The aviation regulator today rejected a plea by Heathrow to raise its asset base by £2.6 billion due to Covid losses as “disproportionate”.
Instead, the Civil Aviation Authority agreed to a “limited” early adjustment to its regulatry asset base (RAB) of £300 million.
The London hub has requested an adjustment to its RAB of £800 million now and a total of £2.6 billion at the end of the year due to the effects of the pandemic.
This would be recovered through airport charges from 2022.
But the authority ruled: “We are clear that any risks to HAL’s [Heathrow Airport Limited’s] actual financing are a matter for its shareholders, not for consumers to resolve.”
CAA director Paul Smith said: “Following Heathrow’s request for a RAB adjustment we have taken the decision that an early intervention on the scale of its request is disproportionate and not in the interests of consumers.
“The other issues raised by Heathrow as part of its request will be dealt with during the next price control review.
“We do, however, recognise that these are exceptional circumstances for the airport and there are potential risks to consumers if we take no action in the short term.
“The decision we have announced today will incentivise and allow Heathrow to maintain investment, service quality and be proactive in supporting any potential surge in consumer demand later this year.”

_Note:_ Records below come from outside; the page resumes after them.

//! Input validation shared by every mutating operation.
//!
//! # Invariants
//! - Validation runs before any storage access, so rejected input never
//!   opens a transaction.
//! - Normalizers return the canonical value that gets persisted.

use once_cell::sync::Lazy;
use regex::Regex;
use std::error::Error;
use std::fmt::{Display, Formatter};
use uuid::Uuid;

static HANDLE_RE: Lazy<Regex> =
    Lazy::new(|| Regex::new(r"^[a-z0-9][a-z0-9._-]{2,31}$").expect("valid handle regex"));

/// Maximum display name length in characters.
pub const DISPLAY_NAME_MAX_CHARS: usize = 80;
/// Maximum free-text reason length in characters.
pub const REASON_MAX_CHARS: usize = 500;
/// Largest magnitude a single score entry may carry. Keeps every member
/// total, and the ledger total, far inside `i64`.
pub const SCORE_ABS_MAX: i64 = 1_000_000_000;

/// Malformed caller input.
#[derive(Debug, Clone, PartialEq, Eq)]
pub enum ValidationError {
    /// An identifier argument is the nil UUID.
    NilId(&'static str),
    /// Handle does not match `[a-z0-9][a-z0-9._-]{2,31}`.
    InvalidHandle(String),
    /// Handle is already taken by another member.
    DuplicateHandle(String),
    /// Display name is blank after trim.
    BlankDisplayName,
    /// Display name exceeds `DISPLAY_NAME_MAX_CHARS`.
    DisplayNameTooLong,
    /// Reason exceeds `REASON_MAX_CHARS`.
    ReasonTooLong,
    /// Score update carries neither a value nor a reason.
    EmptyScoreUpdate,
    /// Score value magnitude exceeds `SCORE_ABS_MAX`.
    ScoreOutOfRange(i64),
}

impl Display for ValidationError {
    fn fmt(&self, f: &mut Formatter<'_>) -> std::fmt::Result {
        match self {
            Self::NilId(field) => write!(f, "`{field}` must not be the nil id"),
            Self::InvalidHandle(value) => write!(f, "invalid handle: `{value}`"),
            Self::DuplicateHandle(value) => write!(f, "handle already taken: `{value}`"),
            Self::BlankDisplayName => write!(f, "display name must not be blank"),
            Self::DisplayNameTooLong => write!(
                f,
                "display name must be at most {DISPLAY_NAME_MAX_CHARS} characters"
            ),
            Self::ReasonTooLong => {
                write!(f, "reason must be at most {REASON_MAX_CHARS} characters")
            }
            Self::EmptyScoreUpdate => write!(f, "score update must change value or reason"),
            Self::ScoreOutOfRange(value) => write!(
                f,
                "score {value} is outside -{SCORE_ABS_MAX}..={SCORE_ABS_MAX}"
            ),
        }
    }
}

impl Error for ValidationError {}

/// Rejects the nil UUID for the named argument.
pub fn ensure_id(id: Uuid, field: &'static str) -> Result<Uuid, ValidationError> {
    if id.is_nil() {
        return Err(ValidationError::NilId(field));
    }
    Ok(id)
}

/// Trims and lowercases a handle, then checks its shape.
pub fn normalize_handle(handle: &str) -> Result<String, ValidationError> {
    let normalized = handle.trim().to_ascii_lowercase();
    if !HANDLE_RE.is_match(&normalized) {
        return Err(ValidationError::InvalidHandle(handle.to_string()));
    }
    Ok(normalized)
}

/// Trims a display name and enforces length bounds.
pub fn normalize_display_name(display_name: &str) -> Result<String, ValidationError> {
    let trimmed = display_name.trim();
    if trimmed.is_empty() {
        return Err(ValidationError::BlankDisplayName);
    }
    if trimmed.chars().count() > DISPLAY_NAME_MAX_CHARS {
        return Err(ValidationError::DisplayNameTooLong);
    }
    Ok(trimmed.to_string())
}

/// Trims an optional reason. Blank reasons collapse to `None`.
pub fn normalize_reason(reason: Option<&str>) -> Result<Option<String>, ValidationError> {
    let Some(trimmed) = reason.map(str::trim).filter(|value| !value.is_empty()) else {
        return Ok(None);
    };
    if trimmed.chars().count() > REASON_MAX_CHARS {
        return Err(ValidationError::ReasonTooLong);
    }
    Ok(Some(trimmed.to_string()))
}

/// Checks a score value against `SCORE_ABS_MAX`.
pub fn ensure_score_value(value: i64) -> Result<i64, ValidationError> {
    if !(-SCORE_ABS_MAX..=SCORE_ABS_MAX).contains(&value) {
        return Err(ValidationError::ScoreOutOfRange(value));
    }
    Ok(value)
}

/// Applies default/max bounds to a caller-provided page size.
///
/// `None` and `Some(0)` map to `default`; larger values clamp to `max`.
pub fn normalize_limit(limit: Option<u32>, default: u32, max: u32) -> u32 {
    match limit {
        Some(0) | None => default,
        Some(value) if value > max => max,
        Some(value) => value,
    }
}

#[cfg(test)]
mod tests {
    use super::*;

    #[test]
    fn handle_is_lowercased_and_trimmed() {
        assert_eq!(
            normalize_handle("  USC.President_IX ").unwrap(),
            "usc.president_ix"
        );
    }

    #[test]
    fn handle_rejects_bad_shapes() {
        let too_long = "x".repeat(33);
        for bad in ["", "ab", ".leading", "has space", "emoji🙂x", too_long.as_str()] {
            assert!(
                matches!(normalize_handle(bad), Err(ValidationError::InvalidHandle(_))),
                "{bad} should be rejected"
            );
        }
    }

    #[test]
    fn blank_reason_collapses_to_none() {
        assert_eq!(normalize_reason(Some("   ")).unwrap(), None);
        assert_eq!(normalize_reason(None).unwrap(), None);
        assert_eq!(
            normalize_reason(Some(" promoted ")).unwrap().as_deref(),
            Some("promoted")
        );
        let long = "r".repeat(REASON_MAX_CHARS + 1);
        assert_eq!(
            normalize_reason(Some(&long)).unwrap_err(),
            ValidationError::ReasonTooLong
        );
    }

    #[test]
    fn limit_defaults_and_clamps() {
        assert_eq!(normalize_limit(None, 50, 200), 50);
        assert_eq!(normalize_limit(Some(0), 50, 200), 50);
        assert_eq!(normalize_limit(Some(7), 50, 200), 7);
        assert_eq!(normalize_limit(Some(9_999), 50, 200), 200);
    }

    #[test]
    fn score_value_is_bounded_both_ways() {
        assert_eq!(ensure_score_value(-SCORE_ABS_MAX), Ok(-SCORE_ABS_MAX));
        assert_eq!(ensure_score_value(SCORE_ABS_MAX), Ok(SCORE_ABS_MAX));
        assert_eq!(
            ensure_score_value(SCORE_ABS_MAX + 1),
            Err(ValidationError::ScoreOutOfRange(SCORE_ABS_MAX + 1))
        );
        assert_eq!(
            ensure_score_value(i64::MIN),
            Err(ValidationError::ScoreOutOfRange(i64::MIN))
        );
    }

    #[test]
    fn nil_id_is_rejected() {
        assert_eq!(
            ensure_id(Uuid::nil(), "subject_id").unwrap_err(),
            ValidationError::NilId("subject_id")
        );
        assert!(ensure_id(Uuid::new_v4(), "subject_id").is_ok());
    }
}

The airport is economically regulated by the CAA, using the same RAB model of economic regulation found in all UK regulated sectors, and which the government plans to use to attract private investment in the future infrastructure projects which are the cornerstone of its national recovery plan.

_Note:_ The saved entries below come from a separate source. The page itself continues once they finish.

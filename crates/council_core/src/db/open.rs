//! Connection bootstrap utilities for SQLite.
//!
//! # Responsibility
//! - Open file or in-memory SQLite connections.
//! - Configure connection pragmas required by the integrity engine.
//! - Trigger schema migrations before returning a usable connection.
//!
//! # Invariants
//! - Returned connections have `foreign_keys=ON`.
//! - Returned connections wait on a busy writer instead of failing at once.
//! - File databases run in WAL mode so readers never block the single writer.
//! - Returned connections have migrations fully applied.

use super::migrations::apply_migrations;
use super::DbResult;
use log::{error, info};
use rusqlite::Connection;
use std::path::Path;
use std::time::{Duration, Instant};

const BUSY_TIMEOUT: Duration = Duration::from_secs(5);

#[derive(Debug, Clone, Copy, PartialEq, Eq)]
enum OpenMode {
    File,
    Memory,
}

impl OpenMode {
    fn as_str(self) -> &'static str {
        match self {
            Self::File => "file",
            Self::Memory => "memory",
        }
    }
}

/// Opens a SQLite database file and applies all pending migrations.
///
/// Multiple connections may be opened on the same path; writers are
/// serialized by SQLite's database lock.
///
/// # Side effects
/// - Creates the file when it does not exist.
/// - Emits `db_open` logging events with duration and status.
pub fn open_db(path: impl AsRef<Path>) -> DbResult<Connection> {
    let path = path.as_ref();
    open_with(OpenMode::File, || Connection::open(path))
}

/// Opens an in-memory SQLite database and applies all pending migrations.
///
/// Mostly useful for tests and one-shot tooling.
pub fn open_db_in_memory() -> DbResult<Connection> {
    open_with(OpenMode::Memory, Connection::open_in_memory)
}

fn open_with(
    mode: OpenMode,
    opener: impl FnOnce() -> rusqlite::Result<Connection>,
) -> DbResult<Connection> {
    let started_at = Instant::now();
    info!("event=db_open module=db status=start mode={}", mode.as_str());

    let mut conn = opener().map_err(|err| {
        error!(
            "event=db_open module=db status=error mode={} duration_ms={} error_code=db_open_failed error={}",
            mode.as_str(),
            started_at.elapsed().as_millis(),
            err
        );
        err
    })?;

    if let Err(err) = bootstrap_connection(&mut conn, mode) {
        error!(
            "event=db_open module=db status=error mode={} duration_ms={} error_code=db_bootstrap_failed error={}",
            mode.as_str(),
            started_at.elapsed().as_millis(),
            err
        );
        return Err(err);
    }

    info!(
        "event=db_open module=db status=ok mode={} duration_ms={}",
        mode.as_str(),
        started_at.elapsed().as_millis()
    );
    Ok(conn)
}

fn bootstrap_connection(conn: &mut Connection, mode: OpenMode) -> DbResult<()> {
    conn.busy_timeout(BUSY_TIMEOUT)?;
    conn.execute_batch("PRAGMA foreign_keys = ON;")?;
    if mode == OpenMode::File {
        // journal_mode returns a row, so it cannot go through execute_batch.
        let _journal: String =
            conn.query_row("PRAGMA journal_mode = WAL;", [], |row| row.get(0))?;
    }
    apply_migrations(conn)?;
    Ok(())
}
//! Public error type returned by every core operation.
//!
//! # Invariants
//! - Every failure is a typed, recoverable value; core never panics on input.
//! - Only `StorageUnavailable` is retryable. Core itself never retries, so a
//!   retried write can never duplicate an audit entry behind the caller's back.

use crate::model::hierarchy::InvariantViolation;
use crate::model::member::MemberId;
use crate::model::validation::ValidationError;
use crate::repo::{EntityRef, RepoError};
use std::error::Error;
use std::fmt::{Display, Formatter};

pub type CoreResult<T> = Result<T, CoreError>;

/// Error kinds surfaced to callers of the integrity engine.
#[derive(Debug)]
pub enum CoreError {
    /// Referenced member, department, group or score does not exist.
    NotFound(EntityRef),
    /// Proposed role assignment breaks a hierarchy rule.
    InvariantViolation(InvariantViolation),
    /// Member already used their self-service group change.
    GroupChangeLimitExceeded {
        member_id: MemberId,
        change_count: u32,
    },
    /// Malformed input.
    Validation(ValidationError),
    /// Storage is busy or locked; safe to retry the whole call.
    StorageUnavailable(RepoError),
    /// Non-transient storage failure.
    Storage(RepoError),
}

impl CoreError {
    /// Stable machine-readable code.
    pub fn code(&self) -> &'static str {
        match self {
            Self::NotFound(_) => "not_found",
            Self::InvariantViolation(violation) => violation.code(),
            Self::GroupChangeLimitExceeded { .. } => "group_change_limit_exceeded",
            Self::Validation(_) => "validation_error",
            Self::StorageUnavailable(_) => "storage_unavailable",
            Self::Storage(_) => "storage_error",
        }
    }

    /// Returns whether the caller may retry the same request unchanged.
    pub fn is_retryable(&self) -> bool {
        matches!(self, Self::StorageUnavailable(_))
    }

    /// Returns whether the request was refused by a business rule, as opposed
    /// to failing in storage.
    pub fn is_rejection(&self) -> bool {
        !matches!(self, Self::StorageUnavailable(_) | Self::Storage(_))
    }
}

impl Display for CoreError {
    fn fmt(&self, f: &mut Formatter<'_>) -> std::fmt::Result {
        match self {
            Self::NotFound(entity) => write!(f, "{entity} not found"),
            Self::InvariantViolation(violation) => write!(f, "invariant violation: {violation}"),
            Self::GroupChangeLimitExceeded {
                member_id,
                change_count,
            } => write!(
                f,
                "member {member_id} already used {change_count} group change(s)"
            ),
            Self::Validation(err) => write!(f, "validation error: {err}"),
            Self::StorageUnavailable(err) => write!(f, "storage unavailable: {err}"),
            Self::Storage(err) => write!(f, "storage error: {err}"),
        }
    }
}

impl Error for CoreError {
    fn source(&self) -> Option<&(dyn Error + 'static)> {
        match self {
            Self::InvariantViolation(violation) => Some(violation),
            Self::Validation(err) => Some(err),
            Self::StorageUnavailable(err) | Self::Storage(err) => Some(err),
            Self::NotFound(_) | Self::GroupChangeLimitExceeded { .. } => None,
        }
    }
}

impl From<RepoError> for CoreError {
    fn from(value: RepoError) -> Self {
        if matches!(&value, RepoError::Db(err) if err.is_transient()) {
            return Self::StorageUnavailable(value);
        }
        match value {
            RepoError::NotFound(entity) => Self::NotFound(entity),
            RepoError::Invariant(violation) => Self::InvariantViolation(violation),
            RepoError::GroupChangeLimitExceeded {
                member_id,
                change_count,
            } => Self::GroupChangeLimitExceeded {
                member_id,
                change_count,
            },
            RepoError::Validation(err) => Self::Validation(err),
            other => Self::Storage(other),
        }
    }
}

impl From<ValidationError> for CoreError {
    fn from(value: ValidationError) -> Self {
        Self::Validation(value)
    }
}

#[cfg(test)]
mod tests {
    use super::CoreError;
    use crate::db::DbError;
    use crate::model::hierarchy::InvariantViolation;
    use crate::repo::{EntityRef, RepoError};
    use rusqlite::ffi;
    use uuid::Uuid;

    fn sqlite_failure(code: i32) -> RepoError {
        RepoError::Db(DbError::Sqlite(rusqlite::Error::SqliteFailure(
            ffi::Error::new(code),
            None,
        )))
    }

    #[test]
    fn busy_database_maps_to_retryable_error() {
        let err = CoreError::from(sqlite_failure(ffi::SQLITE_BUSY));
        assert!(matches!(err, CoreError::StorageUnavailable(_)));
        assert!(err.is_retryable());
        assert!(!err.is_rejection());
    }

    #[test]
    fn other_storage_failures_are_not_retryable() {
        let err = CoreError::from(sqlite_failure(ffi::SQLITE_CORRUPT));
        assert!(matches!(err, CoreError::Storage(_)));
        assert!(!err.is_retryable());
    }

    #[test]
    fn semantic_repo_errors_keep_their_kind() {
        let id = Uuid::new_v4();
        assert!(matches!(
            CoreError::from(RepoError::NotFound(EntityRef::Member(id))),
            CoreError::NotFound(EntityRef::Member(found)) if found == id
        ));
        let err = CoreError::from(RepoError::Invariant(InvariantViolation::ProtectedRole));
        assert_eq!(err.code(), "protected_role");
        assert!(err.is_rejection());
    }
}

Heathrow argures it will face losses of around £3 billion through the Covid crisis, in spite of significant action to cut costs and capital investment.

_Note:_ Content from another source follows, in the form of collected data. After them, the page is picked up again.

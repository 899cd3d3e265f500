use tracing::info;

use crate::game_engine::{GameEngine, Winner};
use crate::io::{InputReader, InteractionPort};
use crate::models::config::GameConfig;
use crate::models::constants::{MAX_PLAYERS, MIN_PLAYERS};
use crate::models::errors::{GameError, GameResult};

pub const PLAYER_COUNT_PROMPT: &str = "Enter the number of players (2-4):";

/// Ask for the number of players. Any integer outside 2-4, negative ones
/// included, is an invalid player count rather than a parse error.
pub fn read_player_count(input: &mut dyn InputReader) -> GameResult<usize> {
    let line = input.read_line(PLAYER_COUNT_PROMPT)?;
    let n: i64 = line.trim().parse()?;
    if n < MIN_PLAYERS as i64 || n > MAX_PLAYERS as i64 {
        return Err(GameError::InvalidPlayerCount { got: n });
    }
    Ok(n as usize)
}

/// One session of play: a shuffled deck already dealt to every player.
pub struct Game {
    engine: GameEngine,
}

impl Game {
    pub fn new(config: GameConfig) -> GameResult<Self> {
        let mut engine = GameEngine::new(&config);
        let dealt = engine.deal(config.cards_per_player())?;
        info!(
            players = config.num_players(),
            per_player = config.cards_per_player(),
            dealt,
            seed = ?config.seed(),
            "game set up"
        );
        Ok(Game { engine })
    }

    pub fn engine(&self) -> &GameEngine {
        &self.engine
    }

    pub fn run(&mut self, port: &mut dyn InteractionPort) -> GameResult<Winner> {
        self.engine.run(port)
    }
}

A Heathrow spokesperson: “The CAA accepted the need for it to act in order to meet its duties to consumers and to Heathrow’s financeability – but today it has failed to deliver.
“At a minimum it needed to immediately restore regulatory depreciation in line with UK regulatory principles – the interim adjustment falls far short.
“This undermines investor confidence in UK regulated businesses, and puts at risk the government’s infrastructure agenda.
“The CAA will need to address all the issues related to adjustment fully in the upcoming H7 regulatory settlement to attract the investment needed to maintain service, keep prices lower than they would otherwise be and protect resilience through the recovery.”